Comment les cellules de recrutement se sont organisées pendant le confinement?

L’essence même d’une cellule de recrutement est de regarder des matchs pour définir une liste de joueurs ciblés pour les mercatos qui suivent. Depuis plusieurs semaines, il n’y a plus de rencontres en raison de l’épidémie de coronavirus et l’interruption des compétitions.

La plateforme WyScout cartonne

Le “scouting” se retrouve-t-il, lui aussi, à l’arrêt? Non, au contraire. “C’est fou à dire, mais on travaille plus qu’avant, résume le recruteur d’un grand club européen. Sauf qu’on ne fait plus de déplacements. On passe notre vie sur WyScout.”

Une analyse partagée par Luis de Sousa, directeur sportif de Troyes, qui travaille avec deux autres personnes. “J’ai l’impression qu’on prend beaucoup plus de temps pour affiner nos recherches, pour discuter entre nous, estime le dirigeant troyen. Et donc on travaille plus en ce moment.”

Wyscout, la plateforme de visionnage de rencontres utilisée par la majorité des clubs, est devenue le repère des recruteurs et des directeurs sportifs ces dernières semaines. D’autres logiciels sont également utilisés par les clubs (InStat, logiciel interne…).

Les cellules qui ont anticipé sont avantagées

Si rien ne remplace l’observation en direct sur les terrains, les cellules se sont adaptées. Les plus réputées avaient déjà anticipé leur recrutement. “C’est notre chance… explique Julien Fournier qui est à la tête d’une cellule de douze personnes à l’OGC Nice. La majorité du scouting se fait de septembre à février. C’est le gros du travail d’identification des joueurs. Après on entre plus dans la phase où on affine avec trois ou quatre noms par poste.”

Les clubs qui anticipent généralement leur marché ont donc des idées claires sur les joueurs à recruter. Même sans pouvoir approfondir les rapports existants avec des analyses en direct.  C’est le cas de Lille, qui devait entrer dans son dernier tour d’observation par zone géographique. Luis Campos et son équipe (sept personnes) ont dû annuler cette période pour passer à la phase d’écrémage des listes. Le LOSC avance aussi sur les opportunités de marché, comme celle que représente le dossier Isaac Lihadji (OM). Une telle avance est une possibilité pour des clubs qui suivent certains joueurs depuis plusieurs années. 

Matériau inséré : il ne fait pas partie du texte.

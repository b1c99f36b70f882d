use std::collections::BTreeMap;

use chrono::{DateTime, Utc};
use serde::{Deserialize, Serialize};
use strum::{Display, EnumIter, EnumString};

use super::connection::{Connection, ConnectionId};

pub type ValidationId = u64;

#[derive(Debug, Default, Clone, Copy, PartialEq, Eq, Hash, Serialize, Deserialize, Display, EnumString)]
#[serde(rename_all = "lowercase")]
#[strum(serialize_all = "lowercase")]
pub enum ValidationStatus {
  #[default]
  Pending,
  Running,
  Completed,
  Failed,
}

#[derive(Debug, Default, Clone, Copy, PartialEq, Eq, Hash, Serialize, Deserialize, Display, EnumString, EnumIter)]
#[serde(rename_all = "snake_case")]
#[strum(serialize_all = "snake_case")]
pub enum ComparisonType {
  #[default]
  RowCount,
  DataMatch,
  Schema,
}

impl ComparisonType {
  pub fn label(&self) -> &'static str {
    match self {
      ComparisonType::RowCount => "Row Count",
      ComparisonType::DataMatch => "Data Match",
      ComparisonType::Schema => "Schema Comparison",
    }
  }
}

#[derive(Debug, Default, Clone, PartialEq, Eq, Serialize, Deserialize)]
#[serde(default)]
pub struct ValidationConfig {
  pub source_query: String,
  pub target_query: String,
  #[serde(skip_serializing_if = "Option::is_none")]
  pub comparison_type: Option<ComparisonType>,
  pub key_columns: Vec<String>,
}

#[derive(Debug, Clone, PartialEq, Serialize, Deserialize)]
pub struct Validation {
  pub id: ValidationId,
  pub name: String,
  pub source_connection_id: ConnectionId,
  pub target_connection_id: ConnectionId,
  #[serde(default, skip_serializing_if = "Option::is_none")]
  pub source_connection: Option<Connection>,
  #[serde(default, skip_serializing_if = "Option::is_none")]
  pub target_connection: Option<Connection>,
  #[serde(default)]
  pub config: ValidationConfig,
  #[serde(default)]
  pub status: ValidationStatus,
  #[serde(default, skip_serializing_if = "Option::is_none")]
  pub results: Option<ValidationResults>,
  #[serde(default, skip_serializing_if = "Option::is_none")]
  pub created_at: Option<DateTime<Utc>>,
  #[serde(default, skip_serializing_if = "Option::is_none")]
  pub updated_at: Option<DateTime<Utc>>,
}

impl Validation {
  pub fn source_name(&self) -> Option<&str> {
    self.source_connection.as_ref().map(|c| c.name.as_str())
  }

  pub fn target_name(&self) -> Option<&str> {
    self.target_connection.as_ref().map(|c| c.name.as_str())
  }

  /// Summary of the last run, all zeroes when the backend sent none.
  pub fn summary(&self) -> ResultSummary {
    self.results.as_ref().and_then(|r| r.summary.clone()).unwrap_or_default()
  }

  /// Success rate for list views. Zero and absent both read as "no rate".
  pub fn success_rate(&self) -> Option<f64> {
    self.results.as_ref().and_then(|r| r.summary.as_ref()).and_then(|s| s.success_rate).filter(|rate| *rate != 0.0)
  }
}

/// Backend-produced outcome of a run. Never edited client-side.
#[derive(Debug, Default, Clone, PartialEq, Serialize, Deserialize)]
#[serde(default)]
pub struct ValidationResults {
  pub execution_id: Option<String>,
  pub start_time: Option<DateTime<Utc>>,
  pub end_time: Option<DateTime<Utc>>,
  pub duration_ms: Option<u64>,
  pub summary: Option<ResultSummary>,
  pub details: Option<ValidationDetails>,
  pub errors: Vec<ResultError>,
}

#[derive(Debug, Default, Clone, PartialEq, Serialize, Deserialize)]
#[serde(default)]
pub struct ResultSummary {
  pub source_row_count: Option<u64>,
  pub target_row_count: Option<u64>,
  pub matched_rows: Option<u64>,
  pub mismatched_rows: Option<u64>,
  pub missing_in_target: Option<u64>,
  pub extra_in_target: Option<u64>,
  pub success_rate: Option<f64>,
}

impl ResultSummary {
  pub fn has_discrepancies(&self) -> bool {
    [self.mismatched_rows, self.missing_in_target, self.extra_in_target].iter().any(|count| count.unwrap_or(0) > 0)
  }
}

#[derive(Debug, Default, Clone, PartialEq, Serialize, Deserialize)]
#[serde(default)]
pub struct ValidationDetails {
  pub differences: Vec<Difference>,
  pub column_stats: BTreeMap<String, ColumnStats>,
}

#[derive(Debug, Clone, Copy, PartialEq, Eq, Serialize, Deserialize, Display)]
#[serde(rename_all = "lowercase")]
#[strum(serialize_all = "lowercase")]
pub enum DifferenceKind {
  Missing,
  Extra,
  Mismatch,
}

#[derive(Debug, Clone, PartialEq, Serialize, Deserialize)]
pub struct Difference {
  #[serde(default)]
  pub key: serde_json::Value,
  #[serde(rename = "type")]
  pub kind: DifferenceKind,
  #[serde(default)]
  pub source_data: Option<serde_json::Value>,
  #[serde(default)]
  pub target_data: Option<serde_json::Value>,
  #[serde(default)]
  pub columns: Vec<String>,
}

#[derive(Debug, Default, Clone, PartialEq, Serialize, Deserialize)]
#[serde(default)]
pub struct ColumnStats {
  pub source_min: Option<serde_json::Value>,
  pub source_max: Option<serde_json::Value>,
  pub source_avg: Option<f64>,
  pub target_min: Option<serde_json::Value>,
  pub target_max: Option<serde_json::Value>,
  pub target_avg: Option<f64>,
}

/// Run errors arrive either as bare strings or as structured entries.
#[derive(Debug, Clone, PartialEq, Serialize, Deserialize)]
#[serde(untagged)]
pub enum ResultError {
  Message(String),
  Detailed {
    #[serde(default)]
    timestamp: Option<String>,
    #[serde(default)]
    message: String,
    #[serde(default)]
    details: Option<String>,
  },
}

impl ResultError {
  pub fn message(&self) -> &str {
    match self {
      ResultError::Message(message) => message,
      ResultError::Detailed { message, .. } if !message.is_empty() => message,
      ResultError::Detailed { .. } => "Unknown error",
    }
  }
}

#[derive(Debug, Clone, PartialEq, Serialize, Deserialize)]
pub struct ValidationStatusInfo {
  pub id: ValidationId,
  pub status: ValidationStatus,
  #[serde(default)]
  pub updated_at: Option<DateTime<Utc>>,
}

/// Request body for create and update. Every submission resets the status to pending.
#[derive(Debug, Clone, PartialEq, Eq, Serialize)]
pub struct ValidationDraft {
  pub name: String,
  pub source_connection_id: ConnectionId,
  pub target_connection_id: ConnectionId,
  pub config: ValidationConfig,
  pub status: ValidationStatus,
}

impl ValidationDraft {
  pub fn new(
    name: impl Into<String>,
    source_connection_id: ConnectionId,
    target_connection_id: ConnectionId,
    config: ValidationConfig,
  ) -> Self {
    Self {
      name: name.into(),
      source_connection_id,
      target_connection_id,
      config,
      status: ValidationStatus::Pending,
    }
  }
}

Apprendre à connaître les joueurs via la vidéo

A Reims, Mathieu Lacour (Directeur général) et Pol-Edouard Caillot (responsable d’une cellule de quatre personnes) vont même déjà plus loin. “On entre déjà dans le relationnel avec les joueurs ciblés, détaille Mathieu Lacour. On aime aller aux restaurants avec eux, apprendre à les connaitre. Avec cette crise sanitaire, ce sera en vidéo. Mais on a déjà prévu de le faire avec un joueur la semaine prochaine. On n’a pas pris de retard.”

Le même constat prévaut aussi à Nice. “On aime passer du temps avec les joueurs, affirme encore Julien Fournier. Le contact humain va manquer, mais comme pour l’observation, on va s’adapter avec de la vidéo.” Et Mathieu Lacour de reprendre: “On regarde beaucoup les réseaux sociaux chez nous. Les interviews aussi réalisées par le joueur pour avoir une approche de sa personnalité.”

“Du retard sur la prise de décision, pas sur l’observation”

D’autres clubs sont plus impactés par l’absence de matchs et de compétitions. C’est le cas pour un club de bas de tableau en Ligue 1, qui a construit sa première cellule de recrutement après le mercato de janvier. “On a pu travailler quinze jours en réel, indique un membre de cette cellule. Mais cette période nous permet aussi d’avoir plus de temps pour approfondir nos rapports, même si c’est avec de la vidéo. On prend du retard sur la prise de décision. Pas sur l’observation.”

Ces clubs sont plus tentés d’avancer sur des pistes dites sécuritaires et moins risquées sur le papier. “On va moins aller vers la découverte mais vers des joueurs qu’on connaissait déjà, complète un dirigeant. Les petits clubs qui vont le mieux s’en sortir seront ceux qui arriveront à faire des ventes tôt sur le marché.”

Certains se tourneront plus vers leur centre de formation. “On va être tenté de faire plus confiance à nos jeunes, poursuit Luis De Sousa à Troyes. On fait beaucoup de réunion à ce sujet avec notre directeur de centre de formation.” Tout le monde attend surtout le début du mercato, qui dictera le tempo des semaines qui suivront. Et un dirigeant de conclure: “On aura des références de prix à ce moment. On pourra alors s’adapter au nouveau monde.”